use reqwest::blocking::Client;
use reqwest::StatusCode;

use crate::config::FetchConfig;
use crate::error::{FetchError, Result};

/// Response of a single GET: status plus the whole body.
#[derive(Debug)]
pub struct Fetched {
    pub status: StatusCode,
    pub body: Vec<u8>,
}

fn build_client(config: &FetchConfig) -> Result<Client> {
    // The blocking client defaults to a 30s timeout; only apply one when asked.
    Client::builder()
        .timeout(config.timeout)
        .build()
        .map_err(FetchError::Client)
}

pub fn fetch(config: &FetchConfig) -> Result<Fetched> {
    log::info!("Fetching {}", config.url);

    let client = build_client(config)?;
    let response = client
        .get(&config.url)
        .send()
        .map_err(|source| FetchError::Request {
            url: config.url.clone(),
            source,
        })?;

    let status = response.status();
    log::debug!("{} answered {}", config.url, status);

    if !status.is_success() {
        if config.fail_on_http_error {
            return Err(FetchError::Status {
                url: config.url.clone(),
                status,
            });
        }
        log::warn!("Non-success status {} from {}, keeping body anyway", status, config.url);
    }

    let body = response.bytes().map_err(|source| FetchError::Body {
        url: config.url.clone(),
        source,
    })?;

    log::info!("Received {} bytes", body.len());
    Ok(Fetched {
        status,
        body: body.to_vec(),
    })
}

--

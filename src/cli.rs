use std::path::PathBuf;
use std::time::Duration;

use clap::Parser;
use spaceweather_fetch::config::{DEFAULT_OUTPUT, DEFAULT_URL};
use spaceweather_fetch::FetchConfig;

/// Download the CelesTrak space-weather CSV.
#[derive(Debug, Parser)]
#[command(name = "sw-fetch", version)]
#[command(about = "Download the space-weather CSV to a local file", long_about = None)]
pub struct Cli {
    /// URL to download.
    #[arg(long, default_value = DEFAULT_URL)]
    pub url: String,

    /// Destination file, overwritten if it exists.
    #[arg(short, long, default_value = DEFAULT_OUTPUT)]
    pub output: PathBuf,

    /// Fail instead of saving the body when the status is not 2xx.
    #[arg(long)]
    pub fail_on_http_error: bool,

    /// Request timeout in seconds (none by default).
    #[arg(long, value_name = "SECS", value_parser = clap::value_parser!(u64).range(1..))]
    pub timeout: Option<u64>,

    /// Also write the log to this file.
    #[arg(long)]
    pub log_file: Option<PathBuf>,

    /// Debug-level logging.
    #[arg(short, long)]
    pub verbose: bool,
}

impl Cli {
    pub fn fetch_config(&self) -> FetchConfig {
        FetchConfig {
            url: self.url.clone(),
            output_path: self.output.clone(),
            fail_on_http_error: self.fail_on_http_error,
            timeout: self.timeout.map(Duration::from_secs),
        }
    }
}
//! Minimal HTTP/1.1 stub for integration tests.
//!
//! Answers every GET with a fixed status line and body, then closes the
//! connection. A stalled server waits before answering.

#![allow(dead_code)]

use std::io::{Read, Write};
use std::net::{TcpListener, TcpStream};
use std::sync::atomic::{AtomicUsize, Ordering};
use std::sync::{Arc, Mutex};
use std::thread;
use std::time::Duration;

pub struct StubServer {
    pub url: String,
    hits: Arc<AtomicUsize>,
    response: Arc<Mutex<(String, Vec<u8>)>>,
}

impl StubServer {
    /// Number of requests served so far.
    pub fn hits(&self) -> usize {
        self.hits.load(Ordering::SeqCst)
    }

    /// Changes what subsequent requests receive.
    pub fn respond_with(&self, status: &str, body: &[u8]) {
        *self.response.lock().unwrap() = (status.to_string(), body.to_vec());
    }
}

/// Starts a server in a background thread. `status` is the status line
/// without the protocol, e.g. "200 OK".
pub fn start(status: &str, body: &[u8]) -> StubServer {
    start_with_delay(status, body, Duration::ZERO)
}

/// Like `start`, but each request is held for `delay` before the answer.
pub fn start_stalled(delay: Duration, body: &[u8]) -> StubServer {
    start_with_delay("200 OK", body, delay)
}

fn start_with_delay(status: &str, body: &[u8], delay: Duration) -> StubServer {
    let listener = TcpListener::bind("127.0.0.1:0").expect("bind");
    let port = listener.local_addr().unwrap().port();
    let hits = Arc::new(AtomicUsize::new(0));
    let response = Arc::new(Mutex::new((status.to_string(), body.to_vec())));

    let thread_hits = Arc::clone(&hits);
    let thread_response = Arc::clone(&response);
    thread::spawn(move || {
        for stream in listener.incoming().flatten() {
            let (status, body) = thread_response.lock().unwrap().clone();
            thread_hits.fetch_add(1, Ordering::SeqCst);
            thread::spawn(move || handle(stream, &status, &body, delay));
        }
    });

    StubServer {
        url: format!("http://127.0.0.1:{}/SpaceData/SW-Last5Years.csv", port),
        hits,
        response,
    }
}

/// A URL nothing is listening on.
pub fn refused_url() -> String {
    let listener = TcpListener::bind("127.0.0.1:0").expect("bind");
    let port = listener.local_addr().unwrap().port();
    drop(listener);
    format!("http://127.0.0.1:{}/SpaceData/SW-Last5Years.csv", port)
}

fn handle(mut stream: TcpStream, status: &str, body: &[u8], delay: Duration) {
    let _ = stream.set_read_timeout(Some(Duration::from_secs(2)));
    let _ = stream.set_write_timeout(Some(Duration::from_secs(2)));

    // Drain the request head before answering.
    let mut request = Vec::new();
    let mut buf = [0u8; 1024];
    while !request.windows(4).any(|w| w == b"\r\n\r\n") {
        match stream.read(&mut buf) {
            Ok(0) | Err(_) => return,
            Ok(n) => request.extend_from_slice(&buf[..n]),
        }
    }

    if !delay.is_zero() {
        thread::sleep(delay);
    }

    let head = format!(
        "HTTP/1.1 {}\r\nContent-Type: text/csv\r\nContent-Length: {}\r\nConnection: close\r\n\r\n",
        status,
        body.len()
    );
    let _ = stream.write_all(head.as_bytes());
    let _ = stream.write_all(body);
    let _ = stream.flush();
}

---

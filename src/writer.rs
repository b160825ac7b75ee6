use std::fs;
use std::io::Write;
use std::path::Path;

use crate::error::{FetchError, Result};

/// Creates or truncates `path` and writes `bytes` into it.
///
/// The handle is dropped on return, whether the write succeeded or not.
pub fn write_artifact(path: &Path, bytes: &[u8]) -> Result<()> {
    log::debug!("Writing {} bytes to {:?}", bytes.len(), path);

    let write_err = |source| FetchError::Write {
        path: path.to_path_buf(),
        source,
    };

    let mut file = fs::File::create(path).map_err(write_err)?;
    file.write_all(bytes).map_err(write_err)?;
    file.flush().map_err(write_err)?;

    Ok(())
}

[What to produce]: Lines holding the word "unwrap" in the entries above are the ones to pull out. Copy them all.

[Answer section]:
        *self.response.lock().unwrap() = (status.to_string(), body.to_vec());
    let port = listener.local_addr().unwrap().port();
            let (status, body) = thread_response.lock().unwrap().clone();
    let port = listener.local_addr().unwrap().port();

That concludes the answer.